When it became known that lead affects the brain's growth and development, we removed it from petrol. Air quality levels have been established for air pollution by particles. Each city must choose its own initiatives. In Europe, more than 220 governments have created plans approved by the EU, and the consequent reduction in pollution and improvement of health indicators has been assessed. In this country, we do not have any approved plans. However, there are many risks for which we are unaware of the damage caused. Now we only have the precautionary principle, as in the case of mad cow disease.

- Can individual actions really make a difference to global health?

Of course. Initiatives must obviously take place on a community basis. Both in terms of climate change and urban pollution. A very good example has been the ban on smoking in public places which has led to a real protection of health, which is not achieved by individual attitudes. Having said that, however, a cultural shift is required. And so we need to change people individually. We must understand that we cannot ignore nature, that we are a planet and that its population has tended to converge in terms of costs and benefits. Our transforming activity and its economic, social and health impact cannot be considered independently of the biogeophysical systems of the biosphere and its ecosystems, desertification and the disappearance of species. For the first time in history, we have made ourselves the subjects of an experiment with results that we do not know, and for this reason we need a comprehensive policy, but above all a cultural shift towards a global and ecological perspective.

For the first time in history, we have made ourselves the subjects of an experiment with results that we do not know".

- Has knowledge derived from environmental research led to any decision-making in health policy?  Can you give us an example?

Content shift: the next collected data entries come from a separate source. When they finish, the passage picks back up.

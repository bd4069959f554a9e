// EditorTestHarness - Virtual terminal environment for E2E testing

use anyhow::Result as AnyhowResult;
use crossterm::event::{KeyCode, KeyModifiers, MouseButton, MouseEvent, MouseEventKind};
use kode::app::Editor;
use kode::config::Config;
use kode::model::event::{PaneId, ViewId};
use kode::services::time_source::TestTimeSource;
use ratatui::layout::Rect;
use ratatui::{backend::TestBackend, Terminal};
use std::path::{Path, PathBuf};
use std::sync::Arc;
use std::time::Duration;
use tempfile::TempDir;

/// Terminal layout constants
pub mod layout {
    /// Tab labels are on the first row of every pane
    pub const TAB_BAR_ROW: u16 = 0;

    /// Content starts below the tab labels and the rule
    pub const CONTENT_START_ROW: u16 = 2;

    /// Get the status bar row for a given terminal height
    #[inline]
    pub const fn status_bar_row(terminal_height: u16) -> u16 {
        terminal_height - 1
    }
}

pub struct EditorTestHarness {
    /// The editor instance
    editor: Editor,

    /// Virtual terminal backend
    terminal: Terminal<TestBackend>,

    /// Synthetic clock shared with the editor and its documents
    clock: Arc<TestTimeSource>,

    /// Scratch directory for test files (kept alive for the duration of the test)
    temp_dir: TempDir,
}

impl EditorTestHarness {
    /// Create new test harness with virtual terminal.
    /// Highlight passes run inline so tests see them deterministically.
    pub fn new(width: u16, height: u16) -> AnyhowResult<Self> {
        let mut config = Config::default();
        config.editor.background_highlighting = false;
        Self::with_config(width, height, config)
    }

    /// Create with custom config
    pub fn with_config(width: u16, height: u16, config: Config) -> AnyhowResult<Self> {
        let temp_dir = TempDir::new()?;
        let terminal = Terminal::new(TestBackend::new(width, height))?;
        let clock = TestTimeSource::shared();
        let editor = Editor::with_time_source(config, width, height, clock.clone())?;

        Ok(EditorTestHarness {
            editor,
            terminal,
            clock,
            temp_dir,
        })
    }

    /// Write a file into the harness's scratch directory
    pub fn create_file(&self, name: &str, contents: &str) -> AnyhowResult<PathBuf> {
        let path = self.temp_dir.path().join(name);
        std::fs::write(&path, contents)?;
        Ok(path)
    }

    /// Open a file in the last focused pane and render
    pub fn open_file(&mut self, path: &Path) -> AnyhowResult<ViewId> {
        let view = self.editor.open_file(path)?;
        self.render()?;
        Ok(view)
    }

    /// Simulate a key press
    pub fn send_key(&mut self, code: KeyCode, modifiers: KeyModifiers) -> AnyhowResult<()> {
        self.editor.handle_key(code, modifiers)?;
        self.tick();
        self.render()
    }

    /// Simulate typing a string of text.
    /// Only renders once at the end.
    pub fn type_text(&mut self, text: &str) -> AnyhowResult<()> {
        for ch in text.chars() {
            self.editor.handle_key(KeyCode::Char(ch), KeyModifiers::NONE)?;
        }
        self.tick();
        self.render()
    }

    /// Simulate a mouse event
    pub fn send_mouse(&mut self, mouse_event: MouseEvent) -> AnyhowResult<()> {
        self.editor.handle_mouse(mouse_event)?;
        Ok(())
    }

    fn mouse(&mut self, kind: MouseEventKind, col: u16, row: u16) -> AnyhowResult<()> {
        self.send_mouse(MouseEvent {
            kind,
            column: col,
            row,
            modifiers: KeyModifiers::empty(),
        })
    }

    /// Simulate a mouse click at specific coordinates
    pub fn mouse_click(&mut self, col: u16, row: u16) -> AnyhowResult<()> {
        self.mouse(MouseEventKind::Down(MouseButton::Left), col, row)?;
        self.mouse(MouseEventKind::Up(MouseButton::Left), col, row)?;
        self.render()
    }

    /// Press at the start position and move there without releasing.
    /// Renders so the drop overlay is visible.
    pub fn mouse_drag_hold(
        &mut self,
        start_col: u16,
        start_row: u16,
        end_col: u16,
        end_row: u16,
    ) -> AnyhowResult<()> {
        self.mouse(MouseEventKind::Down(MouseButton::Left), start_col, start_row)?;

        // Interpolate intermediate positions for smooth dragging
        let steps = (i32::from(end_row) - i32::from(start_row))
            .abs()
            .max((i32::from(end_col) - i32::from(start_col)).abs())
            .max(1);
        for i in 1..=steps {
            let t = i as f32 / steps as f32;
            let col = f32::from(start_col) + (f32::from(end_col) - f32::from(start_col)) * t;
            let row = f32::from(start_row) + (f32::from(end_row) - f32::from(start_row)) * t;
            self.mouse(MouseEventKind::Drag(MouseButton::Left), col as u16, row as u16)?;
        }
        self.render()
    }

    /// Move the pointer with the button still held
    pub fn mouse_drag_to(&mut self, col: u16, row: u16) -> AnyhowResult<()> {
        self.mouse(MouseEventKind::Drag(MouseButton::Left), col, row)?;
        self.render()
    }

    /// Full drag gesture: press, move, release
    pub fn mouse_drag(
        &mut self,
        start_col: u16,
        start_row: u16,
        end_col: u16,
        end_row: u16,
    ) -> AnyhowResult<()> {
        self.mouse_drag_hold(start_col, start_row, end_col, end_row)?;
        self.mouse(MouseEventKind::Up(MouseButton::Left), end_col, end_row)?;
        self.render()
    }

    /// Move the synthetic clock forward and run whatever became due
    pub fn advance_time(&mut self, by: Duration) -> AnyhowResult<()> {
        self.clock.advance(by);
        self.tick();
        self.render()
    }

    /// One event loop iteration without input
    fn tick(&mut self) {
        self.editor.check_highlight_timers();
        self.editor.poll_view_updates();
    }

    /// Force a render cycle and capture output
    pub fn render(&mut self) -> AnyhowResult<()> {
        self.terminal.draw(|frame| {
            self.editor.render(frame);
        })?;
        Ok(())
    }

    /// Get the current terminal buffer (what would be displayed)
    pub fn buffer(&self) -> &ratatui::buffer::Buffer {
        self.terminal.backend().buffer()
    }

    /// Get the style (color, modifiers) of a specific cell
    pub fn get_cell_style(&self, x: u16, y: u16) -> Option<ratatui::style::Style> {
        let buffer = self.buffer();
        let pos = buffer.index_of(x, y);
        buffer.content.get(pos).map(|cell| cell.style())
    }

    /// Get the text content of a specific screen row
    pub fn get_row_text(&self, y: u16) -> String {
        let buffer = self.buffer();
        (0..buffer.area.width)
            .filter_map(|x| buffer.content.get(buffer.index_of(x, y)))
            .map(|cell| cell.symbol())
            .collect()
    }

    /// Get entire screen as string (for debugging)
    pub fn screen_to_string(&self) -> String {
        let height = self.buffer().area.height;
        (0..height)
            .map(|y| self.get_row_text(y))
            .collect::<Vec<_>>()
            .join("\n")
    }

    /// Verify text appears on screen
    pub fn assert_screen_contains(&self, text: &str) {
        let screen = self.screen_to_string();
        assert!(
            screen.contains(text),
            "Expected screen to contain '{text}'\nScreen content:\n{screen}"
        );
    }

    /// Verify text does not appear on screen
    pub fn assert_screen_not_contains(&self, text: &str) {
        let screen = self.screen_to_string();
        assert!(
            !screen.contains(text),
            "Expected screen to not contain '{text}'\nScreen content:\n{screen}"
        );
    }

    pub fn get_status_bar(&self) -> String {
        self.get_row_text(layout::status_bar_row(self.buffer().area.height))
    }

    /// Rectangle of a pane as of the last render
    pub fn pane_rect(&self, pane: PaneId) -> Option<Rect> {
        self.editor
            .cached_layout()
            .pane_rects
            .iter()
            .find(|(id, _)| *id == pane)
            .map(|(_, rect)| *rect)
    }

    pub fn editor(&self) -> &Editor {
        &self.editor
    }

    pub fn editor_mut(&mut self) -> &mut Editor {
        &mut self.editor
    }

    pub fn should_quit(&self) -> bool {
        self.editor.should_quit()
    }
}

I mentioned smoking. Control policies provide protection from environmental smoke above all. Another case is the ban on asbestos. Here we have seen the case in Cerdanyola where both workers and residents died from cancer of the lungs and pleural cavity. The prohibition of smoking and asbestos are success stories. The opposite is true of air pollution inside buildings. It is the fourth major risk factor for health, ahead of obesity, lack of exercise or malnutrition. But it happens in developing countries. And the measures with new domestic combustion processes have failed, usually due to the weight of tradition.

- What are the environmental challenges in Barcelona? What is the measure that you think is most urgent to implement?

Pollution of the city by motor traffic is by far the most important. We must make space for citizens by applying a range of initiatives. The plan for large blocks and landscaping two out of every three streets is promising. The congestion zone, with limited access depending on the vehicle's pollution level, is the most widely used measure in Europe.

- What do the results of your studies say about how air pollution affects children?

In recent years, we have discovered that pollution affects prenatal growth, birth weight, respiratory symptoms in early child, the growth of lung function and the growth of mental development.  We have more than enough evidence to act.

" The use of new lab technologies, new sensors for measuring personal pollution and neuroimaging studies allow us to make progress "

- What are you currently working on?

At the moment we are focusing on the effect of the chemical environment, such as hormone disruptors that are common in everyday life (in cosmetics, plastics, food) and air pollution, both during pregnancy and in the early years of life, and their interaction with genetic determinants in the development of the brain and its impact on mental health (mainly disorders like ADHD and behaviour disorders). The use of new lab technologies (what we call "OMIC"), new sensors for measuring personal pollution and neuroimaging studies allow us to make progress.